The RS485 uses two lines for signal transmission. These two signals are often labeled A and B on RS485 devices. Unfortunately, the use of the letters A and B is not uniformly regulated. In the RS485 Shield, "A" means R+/T+ (also known as D+) and "B" means R-/T- (also known as D-). This may also differ for other devices. For our test setup, we need to connect the two A terminals and the two B terminals of the shields via cables.

Furthermore, an LED and push button are connected to both the master and slave via a small breadboard, for example, in accordance with the circuit diagram below.

For Modbus communication, the DIP switches and jumpers on both shields must be configured correctly. The configuration is identical for master and slave. The master or slave functionality is determined exclusively by the software.

First, we set the DIP switches as follows:

1. S1: OFF - ON - ON - OFF
2. S2: OFF - OFF - ON - ON
3. S3: ON - OFF - ON - ON

Now the jumpers must be set correctly. Jumper JP1 is set to the 5V position. For the jumpers for port selection, we must distinguish between Arduino UNO Rev3 and Arduino UNO R4. (For the old UNO Rev3, we use software UART, as the hardware UART is already used for debugging)

Since Arduino's own MODBUS libraries do not support either the Arduino UNO R4 or the RS485 Shield, I tested various other libraries and came across the $ Modbus RTU Master $ and $ Modbus RTU Slave $ libraries by C. M. Bulliner. Both libraries can be installed directly via the Arduino IDE. Please install with all dependencies.

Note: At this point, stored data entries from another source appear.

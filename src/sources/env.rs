//! Environment variable property source.

use super::{PropSource, Snapshot};
use crate::error::{ConfigError, Result};
use config::{Environment, Source};
use std::collections::{HashMap, HashSet};

/// Environment variable property source.
///
/// Reads the process environment through the `config` crate. Keys are
/// lowercased; with a prefix, only matching variables are kept and the prefix
/// is stripped. With a separator, occurrences of it become `.` so that
/// `APP_SERVER__PORT` answers the key `server.port`.
///
/// The environment is read once when the registry starts; this source is not
/// reloadable.
///
/// # Examples
///
/// ```rust
/// use hotswap_props::sources::EnvSource;
///
/// // APP_SERVER__PORT=8080 -> server.port = 8080
/// let source = EnvSource::with_prefix("APP").separator("__");
/// ```
pub struct EnvSource {
    prefix: Option<String>,
    separator: Option<String>,
    overrides: Option<HashMap<String, String>>,
    values: Snapshot,
}

impl EnvSource {
    /// Create a source over the whole environment.
    pub fn new() -> Self {
        Self {
            prefix: None,
            separator: None,
            overrides: None,
            values: Snapshot::new(),
        }
    }

    /// Create a source over variables starting with `prefix_`.
    pub fn with_prefix(prefix: impl Into<String>) -> Self {
        Self {
            prefix: Some(prefix.into()),
            ..Self::new()
        }
    }

    /// Set the separator for nested keys (e.g., `"__"` for `APP_DB__HOST`).
    pub fn separator(mut self, separator: impl Into<String>) -> Self {
        self.separator = Some(separator.into());
        self
    }

    /// Read from the given variables instead of the process environment.
    pub fn with_vars(mut self, vars: HashMap<String, String>) -> Self {
        self.overrides = Some(vars);
        self
    }

    fn environment(&self) -> Environment {
        let mut environment = match &self.prefix {
            Some(prefix) => Environment::with_prefix(prefix).prefix_separator("_"),
            None => Environment::default(),
        };
        if let Some(separator) = &self.separator {
            environment = environment.separator(separator);
        }
        environment.source(
            self.overrides
                .as_ref()
                .map(|vars| vars.clone().into_iter().collect()),
        )
    }
}

impl Default for EnvSource {
    fn default() -> Self {
        Self::new()
    }
}

impl PropSource for EnvSource {
    fn get(&self, key: &str) -> Option<String> {
        self.values.get(key)
    }

    fn reload(&self) -> Result<HashSet<String>> {
        let collected = self.environment().collect().map_err(|e| {
            ConfigError::LoadError(format!("Failed to load environment variables: {}", e))
        })?;

        let values = collected
            .into_iter()
            .map(|(key, value)| (key, value.to_string()))
            .collect();

        Ok(self.values.replace(values))
    }

    fn is_reloadable(&self) -> bool {
        false
    }

    fn default_id(&self) -> String {
        "ENV".to_string()
    }
}
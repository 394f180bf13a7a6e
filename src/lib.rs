//! # hotswap-props
//!
//! Typed, layered configuration properties that stay live while the
//! application runs.
//!
//! ## Overview
//!
//! `hotswap-props` keeps a registry of typed properties resolved from an
//! ordered list of sources:
//! - Later sources override earlier ones, key by key
//! - A property can be pinned to a single source
//! - Reloadable sources are re-read on a fixed interval and only the
//!   properties whose keys changed are updated
//! - Reads are lock-free using `arc-swap`; readers never see a half-written
//!   value
//!
//! ## Quick Start
//!
//! ```rust,no_run
//! use hotswap_props::prelude::*;
//! use hotswap_props::converters::{DurationConverter, ParseConverter};
//! use hotswap_props::sources::{EnvSource, FileSource};
//! use std::time::Duration;
//!
//! # async fn example() -> Result<()> {
//! // Environment variables override the file, key by key
//! let registry = PropRegistry::builder()
//!     .with_source("FILE", FileSource::new("config/default.yaml"))
//!     .with_default_source(EnvSource::with_prefix("APP").separator("__"))
//!     .refresh_interval(Duration::from_secs(10))
//!     .build()?;
//!
//! let port = registry
//!     .prop_with("server.port", ParseConverter::<u16>::new())
//!     .required(true)
//!     .build()
//!     .await?;
//!
//! let timeout = registry
//!     .prop_with("server.timeout", DurationConverter)
//!     .default_value(Duration::from_secs(30))
//!     .build()
//!     .await?;
//!
//! // Reads always observe the latest refreshed value
//! println!("port={:?} timeout={:?}", port.get()?, timeout.get()?);
//!
//! registry.close().await;
//! # Ok(())
//! # }
//! ```
//!
//! ## Feature Flags
//!
//! - `chrono` (default): [`TimestampConverter`](converters::TimestampConverter)
//!   for RFC 3339 timestamps
//! - `json` (default): [`JsonConverter`](converters::JsonConverter) for
//!   structured values
//! - `metrics`: OpenTelemetry metrics for refresh cycles

#![warn(missing_docs, rust_2024_compatibility)]
#![deny(unsafe_code)]

pub mod converters;
pub mod core;
pub mod error;
pub mod sources;

#[cfg(feature = "metrics")]
pub mod metrics;

/// Convenient re-exports for common usage patterns.
pub mod prelude {
    pub use crate::converters::{Converter, StringConverter};
    pub use crate::core::{
        BoundProp, Prop, PropBuilder, PropOptions, PropRegistry, PropRegistryBuilder, Validate,
    };
    pub use crate::error::{ConfigError, Result, ValidationError};
    pub use crate::sources::{InMemorySource, PropSource};
}
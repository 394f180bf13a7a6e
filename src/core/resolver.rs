//! Priority-ordered lookup across registered sources.

use crate::core::scheduler::LoadGate;
use crate::sources::PropSource;
use std::sync::Arc;
use std::time::Duration;
use tracing::trace;

/// A registered source and the id it was registered under.
pub(crate) struct SourceEntry {
    pub(crate) id: String,
    pub(crate) source: Arc<dyn PropSource>,
}

/// A raw value and the id of the source that supplied it.
#[derive(Debug, Clone, PartialEq, Eq)]
pub(crate) struct Resolved {
    pub(crate) source_id: String,
    pub(crate) raw: String,
}

/// Resolves keys against the registered sources.
///
/// Registration order defines priority: the most recently registered source
/// wins. The lookup order is derived once and never changes afterwards.
pub(crate) struct Resolver {
    /// Sources in registration order (lowest priority first)
    sources: Arc<[SourceEntry]>,
    /// Indexes into `sources`, highest priority first
    prioritized: Vec<usize>,
    gate: LoadGate,
    wait_limit: Duration,
}

impl Resolver {
    pub(crate) fn new(sources: Vec<SourceEntry>, gate: LoadGate, wait_limit: Duration) -> Self {
        let prioritized = (0..sources.len()).rev().collect();
        Self {
            sources: sources.into(),
            prioritized,
            gate,
            wait_limit,
        }
    }

    pub(crate) fn sources(&self) -> Arc<[SourceEntry]> {
        Arc::clone(&self.sources)
    }

    pub(crate) fn contains(&self, source_id: &str) -> bool {
        self.sources.iter().any(|entry| entry.id == source_id)
    }

    pub(crate) fn ids_by_priority(&self) -> Vec<String> {
        self.prioritized
            .iter()
            .map(|&index| self.sources[index].id.clone())
            .collect()
    }

    pub(crate) fn is_loaded(&self) -> bool {
        self.gate.is_open()
    }

    /// Resolve `key`, waiting for the initial load first.
    ///
    /// Yields `None` when the initial load does not finish within the wait
    /// limit. A pinned source is the only one consulted.
    pub(crate) async fn resolve(&self, key: &str, pinned: Option<&str>) -> Option<Resolved> {
        if !self.gate.wait(self.wait_limit).await {
            return None;
        }
        self.lookup(key, pinned)
    }

    pub(crate) fn lookup(&self, key: &str, pinned: Option<&str>) -> Option<Resolved> {
        if let Some(source_id) = pinned {
            let entry = self.sources.iter().find(|entry| entry.id == source_id)?;
            return Self::read(entry, key);
        }

        self.prioritized.iter().find_map(|&index| {
            let resolved = Self::read(&self.sources[index], key)?;
            trace!(key, source = %resolved.source_id, "Resolved prop");
            Some(resolved)
        })
    }

    /// Every source holding `key`, lowest to highest priority.
    pub(crate) fn layers(&self, key: &str) -> Vec<(String, String)> {
        self.sources
            .iter()
            .filter_map(|entry| Self::read(entry, key))
            .map(|resolved| (resolved.source_id, resolved.raw))
            .collect()
    }

    fn read(entry: &SourceEntry, key: &str) -> Option<Resolved> {
        entry.source.get(key).map(|raw| Resolved {
            source_id: entry.id.clone(),
            raw,
        })
    }
}
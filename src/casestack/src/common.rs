// Copyright 2026 The Simlin Authors. All rights reserved.
// Use of this source code is governed by the Apache License,
// Version 2.0, that can be found in the LICENSE file.

use std::{error, fmt, result};

#[derive(Copy, Clone, Debug, PartialEq, Eq, Hash)]
pub enum ErrorCode {
    NoError, // will never be produced
    // design construction and decoding
    NoFactors,
    DuplicateFactor,
    EmptyValues,
    ArityMismatch,
    UnknownFactor,
    // master assembly
    IncompleteDesign,
    MissingCombination,
    UnsupportedShape,
    TooFewCombinations,
    MixedShapes,
    MismatchedShapes,
    MismatchedDimensions,
    DimensionConflict,
    NoData,
    // archive access and configuration
    BadTemplate,
    MissingCaseDirectory,
    Io,
    YamlDecode,
    YamlEncode,
    JsonDecode,
    JsonEncode,
    NotSerializable,
    Unsupported,
}

impl fmt::Display for ErrorCode {
    fn fmt(&self, f: &mut fmt::Formatter) -> fmt::Result {
        use ErrorCode::*;
        let name = match self {
            NoError => "no_error",
            NoFactors => "no_factors",
            DuplicateFactor => "duplicate_factor",
            EmptyValues => "empty_values",
            ArityMismatch => "arity_mismatch",
            UnknownFactor => "unknown_factor",
            IncompleteDesign => "incomplete_design",
            MissingCombination => "missing_combination",
            UnsupportedShape => "unsupported_shape",
            TooFewCombinations => "too_few_combinations",
            MixedShapes => "mixed_shapes",
            MismatchedShapes => "mismatched_shapes",
            MismatchedDimensions => "mismatched_dimensions",
            DimensionConflict => "dimension_conflict",
            NoData => "no_data",
            BadTemplate => "bad_template",
            MissingCaseDirectory => "missing_case_directory",
            Io => "io",
            YamlDecode => "yaml_decode",
            YamlEncode => "yaml_encode",
            JsonDecode => "json_decode",
            JsonEncode => "json_encode",
            NotSerializable => "not_serializable",
            Unsupported => "unsupported",
        };

        write!(f, "{name}")
    }
}

#[derive(Copy, Clone, Debug, PartialEq, Eq)]
pub enum ErrorKind {
    Design,
    Assembly,
    Io,
    Config,
}

#[derive(Debug, Clone, PartialEq, Eq)]
pub struct Error {
    pub kind: ErrorKind,
    pub code: ErrorCode,
    pub details: Option<String>,
}

impl Error {
    pub fn new(kind: ErrorKind, code: ErrorCode, details: Option<String>) -> Self {
        Error {
            kind,
            code,
            details,
        }
    }

    pub fn get_details(&self) -> Option<String> {
        self.details.clone()
    }
}

impl fmt::Display for Error {
    fn fmt(&self, f: &mut fmt::Formatter) -> fmt::Result {
        let kind = match self.kind {
            ErrorKind::Design => "DesignError",
            ErrorKind::Assembly => "AssemblyError",
            ErrorKind::Io => "IoError",
            ErrorKind::Config => "ConfigError",
        };
        match self.details {
            Some(ref details) => write!(f, "{}{{{}: {}}}", kind, self.code, details),
            None => write!(f, "{}{{{}}}", kind, self.code),
        }
    }
}

impl error::Error for Error {}

impl From<std::io::Error> for Error {
    fn from(err: std::io::Error) -> Self {
        Error::new(ErrorKind::Io, ErrorCode::Io, Some(err.to_string()))
    }
}

pub type Result<T> = result::Result<T, Error>;

#[macro_export]
macro_rules! design_err {
    ($code:tt, $str:expr) => {{
        use $crate::common::{Error, ErrorCode, ErrorKind};
        Err(Error::new(ErrorKind::Design, ErrorCode::$code, Some($str)))
    }};
    ($code:tt) => {{
        use $crate::common::{Error, ErrorCode, ErrorKind};
        Err(Error::new(ErrorKind::Design, ErrorCode::$code, None))
    }};
}

#[macro_export]
macro_rules! assembly_err {
    ($code:tt, $str:expr) => {{
        use $crate::common::{Error, ErrorCode, ErrorKind};
        Err(Error::new(ErrorKind::Assembly, ErrorCode::$code, Some($str)))
    }};
    ($code:tt) => {{
        use $crate::common::{Error, ErrorCode, ErrorKind};
        Err(Error::new(ErrorKind::Assembly, ErrorCode::$code, None))
    }};
}

#[macro_export]
macro_rules! io_err {
    ($code:tt, $str:expr) => {{
        use $crate::common::{Error, ErrorCode, ErrorKind};
        Err(Error::new(ErrorKind::Io, ErrorCode::$code, Some($str)))
    }};
}

#[macro_export]
macro_rules! config_err {
    ($code:tt, $str:expr) => {{
        use $crate::common::{Error, ErrorCode, ErrorKind};
        Err(Error::new(ErrorKind::Config, ErrorCode::$code, Some($str)))
    }};
}

#[test]
fn test_error_display() {
    let err = Error::new(
        ErrorKind::Design,
        ErrorCode::DuplicateFactor,
        Some("emis".to_owned()),
    );
    assert_eq!("DesignError{duplicate_factor: emis}", format!("{err}"));

    let err = Error::new(ErrorKind::Assembly, ErrorCode::TooFewCombinations, None);
    assert_eq!("AssemblyError{too_few_combinations}", format!("{err}"));
}

#[test]
fn test_error_macros() {
    let r: Result<()> = assembly_err!(MissingCombination, "policy, no_sun".to_owned());
    let err = r.unwrap_err();
    assert_eq!(ErrorKind::Assembly, err.kind);
    assert_eq!(ErrorCode::MissingCombination, err.code);
    assert_eq!(Some("policy, no_sun".to_owned()), err.get_details());

    let r: Result<()> = design_err!(NoFactors);
    assert_eq!(None, r.unwrap_err().details);
}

I have created two test programmes – one for the master and one for the slave.

If the system is set up correctly and the firmware for the master and slave has been loaded into the Arduinos, the TX and RX LEDs on both shields should flash or light up very quickly.

When the button on the master is pressed, the LED on the slave is switched on while the button is pressed. Similarly, the LED on the master is switched on while the button on the slave is pressed.

This functionality is achieved through different Modbus protocols. To control the LED on the slave, we use the slave's COIL registers, whereby in this example the LED is linked to the CIL register 0. The button on the slave is in turn linked to input register 0. The master cyclically reads this register (and several others) and then controls its LED according to the status of this register.